HP: PCs a Key to the Future

Executives of HP's vastly expanded PC division tout the importance PCs play in the company's overall efforts to sell servers, printers and software.

Executives heading up Hewlett-Packard Co.s vastly expanded PC division, which more than doubled in size with the acquisition of Compaq Computer Corp., on Friday touted the importance of PCs in driving sales of other products, and vowed to defend its market share against Dell Computer Corp.

In a conference call with reporters today, Duane Zitzner, executive vice president in charge of HPs Personal Systems Group, reasserted the importance PCs play in the companys overall efforts to sell servers, printers and software.

"I happen to believe this business is really, really important for this corporation to be in. Ive said that for a number of years. It can drive excellent profitability for the company," Zitzner said. "Were going to drive huge volumes."

His comments appeared targeted at rebuffing suggestions that the buyout of Compaq would hurt HP by increasing its exposure to an already struggling market segment, an assertion repeatedly made by shareholder Walter Hewlett during his seven-month proxy fight to block the $19 billion deal.

Undoubtedly, PCs will play a major role in HPs future, with the acquisition instantly making the company, based in Palo Alto, Calif., the worlds top PC supplier.

"We have an installed base of something like 85 million machines in the PC space," Zitzner said.

But HP faces a formidable challenge to keep those customers and attract new ones, especially as it moves to consolidate brands and lower operating costs to improve profitability.

Overall, the company is taking a twofold approach to PC sales. In the commercial desktop and notebook market, HP will phase out its previous enterprise PCs and adopt Compaqs better selling commercial product line. The decision was based in large part on Compaqs more efficient production model that relies heavily on more cost-effective made-to-order manufacturing.

Workstations will be consolidated under the HP brand, with the company continuing to offer systems equipped with its own PA-RISC chips as well as Intel Corp.s 32-bit and 64-bit processors.

But HP is taking a completely different approach to consumer sales, with the company disclosing this week that it will continue to sell both HP Pavilions and Compaq Presarios through direct-order and retail outlets.

Zitzner said the decision to keep both brands was aimed at preserving their established market share, with the Pavilion and Presario ranking as the worlds top two selling consumer PC product lines.

Although both brands will continue to be offered, HP executives said the company is looking at eventually targeting the brands at different market segments, such as positioning one as a high-end brand featuring the most powerful processors and graphics capabilities, and the other as a relative low-cost alternative, designed more for the home-office users. HP executives said further details about the strategy will be revealed over the next few months.
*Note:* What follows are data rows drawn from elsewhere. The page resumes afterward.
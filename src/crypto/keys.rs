//! # Key Management
//!
//! Deterministic key-pair derivation from a mnemonic and a derivation path.
//!
//! ## Key Types
//!
//! ```text
//! ┌─────────────────────────────────────────────────────────────────────────┐
//! │                          KEY TYPES                                      │
//! ├─────────────────────────────────────────────────────────────────────────┤
//! │                                                                         │
//! │  ┌─────────────────────────────────────────────────────────────────┐   │
//! │  │  KeyPairInfo                                                    │   │
//! │  │  ───────────                                                    │   │
//! │  │                                                                  │   │
//! │  │  Purpose:                                                       │   │
//! │  │  • DID authentication keys and account keys                     │   │
//! │  │  • Signing extrinsic authorizations                             │   │
//! │  │                                                                  │   │
//! │  │  Format:                                                        │   │
//! │  │  • Public key: 32 bytes                                        │   │
//! │  │  • Private key: 64 bytes sr25519 (scalar ║ nonce)              │   │
//! │  │                 32 bytes ed25519 (seed)                        │   │
//! │  │                 absent for public-only derivation              │   │
//! │  │  • Zeroized on drop                                            │   │
//! │  │                                                                  │   │
//! │  └─────────────────────────────────────────────────────────────────┘   │
//! │                                                                         │
//! │  ┌─────────────────────────────────────────────────────────────────┐   │
//! │  │  IdentityOnlyKey                                                │   │
//! │  │  ───────────────                                                │   │
//! │  │                                                                  │   │
//! │  │  SHA-256 over the base public key and the junction labels.     │   │
//! │  │  Shaped like a public key, but no private key exists for it.   │   │
//! │  │  Good for computing an address or DID, never for signing.      │   │
//! │  │                                                                  │   │
//! │  └─────────────────────────────────────────────────────────────────┘   │
//! │                                                                         │
//! └─────────────────────────────────────────────────────────────────────────┘
//! ```
//!
//! ## Derivation Flow
//!
//! ```text
//! mnemonic ──► mini-secret ──► base key ──► junction 1 ──► ... ──► KeyPairInfo
//!    │              ▲                           │
//!    │          password                 backend failure
//!    ▼                                          │  (FallbackPolicy::IdentityOnly)
//! InvalidMnemonic                               ▼
//!                                 SHA256(base public ║ labels) = IdentityOnlyKey
//! ```
//!
//! The fallback only ever runs through [`KeyDerivationService::derive`],
//! whose return type makes the weaker guarantee visible.

use ed25519_dalek::SigningKey;
use schnorrkel::derive::{ChainCode, Derivation};
use schnorrkel::{ExpansionMode, MiniSecretKey, PublicKey as Sr25519PublicKey, SecretKey};
use serde::{Deserialize, Serialize};
use tracing::{debug, trace, warn};
use zeroize::{Zeroize, ZeroizeOnDrop, Zeroizing};
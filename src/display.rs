use crate::aggregator::AggregationResult;
use crate::bus::Subscription;
use crate::encoder::decode_result;
use crate::error::Result;
use crate::reading::DeviceId;
use fxhash::FxHashMap;
use spdlog::warn;
use std::collections::VecDeque;

/// The most recent results of one device, oldest first.
#[derive(Debug, Default)]
pub struct ResultSeries {
    pub mean: VecDeque<f64>,
    pub variance: VecDeque<f64>,
    pub max: VecDeque<f64>,
    pub min: VecDeque<f64>,
    /// Results ever received, including those rotated out.
    pub received: u64,
}

impl ResultSeries {
    fn push(&mut self, result: &AggregationResult, history: usize) {
        for (series, value) in [
            (&mut self.mean, result.mean),
            (&mut self.variance, result.variance),
            (&mut self.max, result.max),
            (&mut self.min, result.min),
        ] {
            if series.len() == history {
                series.pop_front();
            }
            series.push_back(value);
        }
        self.received += 1;
    }

    pub fn len(&self) -> usize {
        self.mean.len()
    }

    pub fn is_empty(&self) -> bool {
        self.mean.is_empty()
    }
}

/// Consumes published results and keeps a bounded per-device history of each
/// statistic for rendering.
pub struct DisplaySink {
    history: usize,
    series: FxHashMap<DeviceId, ResultSeries>,
    malformed: u64,
}

impl DisplaySink {
    pub fn new(history: usize) -> Self {
        assert!(history > 0, "history must be greater than 0");
        Self {
            history,
            series: FxHashMap::default(),
            malformed: 0,
        }
    }

    pub fn on_record(&mut self, raw: &str) -> Result<AggregationResult> {
        let result = decode_result(raw).inspect_err(|_| self.malformed += 1)?;
        self.series
            .entry(result.device_id)
            .or_default()
            .push(&result, self.history);
        Ok(result)
    }

    /// Consumes every pending record on `subscription`. Returns how many were
    /// accepted.
    pub fn drain(&mut self, subscription: &Subscription) -> usize {
        let mut accepted = 0;
        while let Some(raw) = subscription.try_recv() {
            match self.on_record(&raw) {
                Ok(_) => accepted += 1,
                Err(err) => warn!("Ignoring result record: {}", err),
            }
        }
        accepted
    }

    pub fn series(&self, device: DeviceId) -> Option<&ResultSeries> {
        self.series.get(&device)
    }

    /// Devices with at least one result, ascending.
    pub fn devices(&self) -> Vec<DeviceId> {
        let mut devices: Vec<DeviceId> = self.series.keys().copied().collect();
        devices.sort_unstable();
        devices
    }

    pub fn malformed(&self) -> u64 {
        self.malformed
    }

    /// One-line summary of the latest result of `device`.
    pub fn render(&self, device: DeviceId) -> Option<String> {
        let s = self.series.get(&device)?;
        Some(format!(
            "Device {} [{} results] mean={:.3} variance={:.3} max={:.3} min={:.3}",
            device,
            s.received,
            s.mean.back()?,
            s.variance.back()?,
            s.max.back()?,
            s.min.back()?
        ))
    }
}
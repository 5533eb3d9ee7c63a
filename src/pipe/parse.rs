use crate::op_counter::OpCounter;
use crate::reading::{Reading, parse_reading};
use crate::stage::{OutputCollector, Stage};
use spdlog::warn;
use std::sync::Arc;

/// Decodes raw inbound records, logging and dropping the malformed ones.
pub struct Parse {
    ops: Arc<OpCounter>,
}

impl<S: AsRef<str>> Stage<S, Reading> for Parse {
    #[inline(always)]
    fn process<C>(&mut self, raw: S, collector: &mut C)
    where
        C: OutputCollector<Reading>,
    {
        self.ops.record_received();
        match parse_reading(raw.as_ref()) {
            Ok(reading) => collector.push(reading),
            Err(err) => {
                self.ops.record_malformed();
                warn!("Dropping inbound record: {}", err);
            }
        }
    }
}

pub fn parse(ops: Arc<OpCounter>) -> Parse {
    Parse { ops }
}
"Over the next 90 to 180 days, youll see us drive and change the product lineups to really highlight the product differentiations between the two brands," said Jim McDonald, marketing director for the Personal Systems Group.

But as it tackles those restructuring challenges, HP faces the potential erosion of its market share by Dell, of Round Rock, Texas. In recent months, Dell executives have repeatedly claimed that many former HP and Compaq customers have switched to Dell over concerns that the merger will prove disruptive.

While its difficult to gauge how much business Dell has garnered at HPs expense, the company has shown itself to be the competitor to beat in the PC arena. Leveraging its efficient made-to-order model, Dell last year became the worlds largest PC vendor, ending Compaqs seven-year reign.

Dell executives have publicly stated their confidence that theyll reclaim that title from the "new HP" in just a few quarters.

In response to a question about the Dell threat, HP executives admitted that while overall sales leadership is important, the company will focus more on the bottom line, profitability.

"Market share is a very important measure of our success," McDonald said. "However, profitability and earnings per share are an even more important measure of our success."

Nevertheless, HP said it will strive to remain competitive in the PC market, where low pricing has become the key driver for sales.

"Were not going to let Michael Dell have this one easily," McDonald said, "and were going to be very, very aggressive."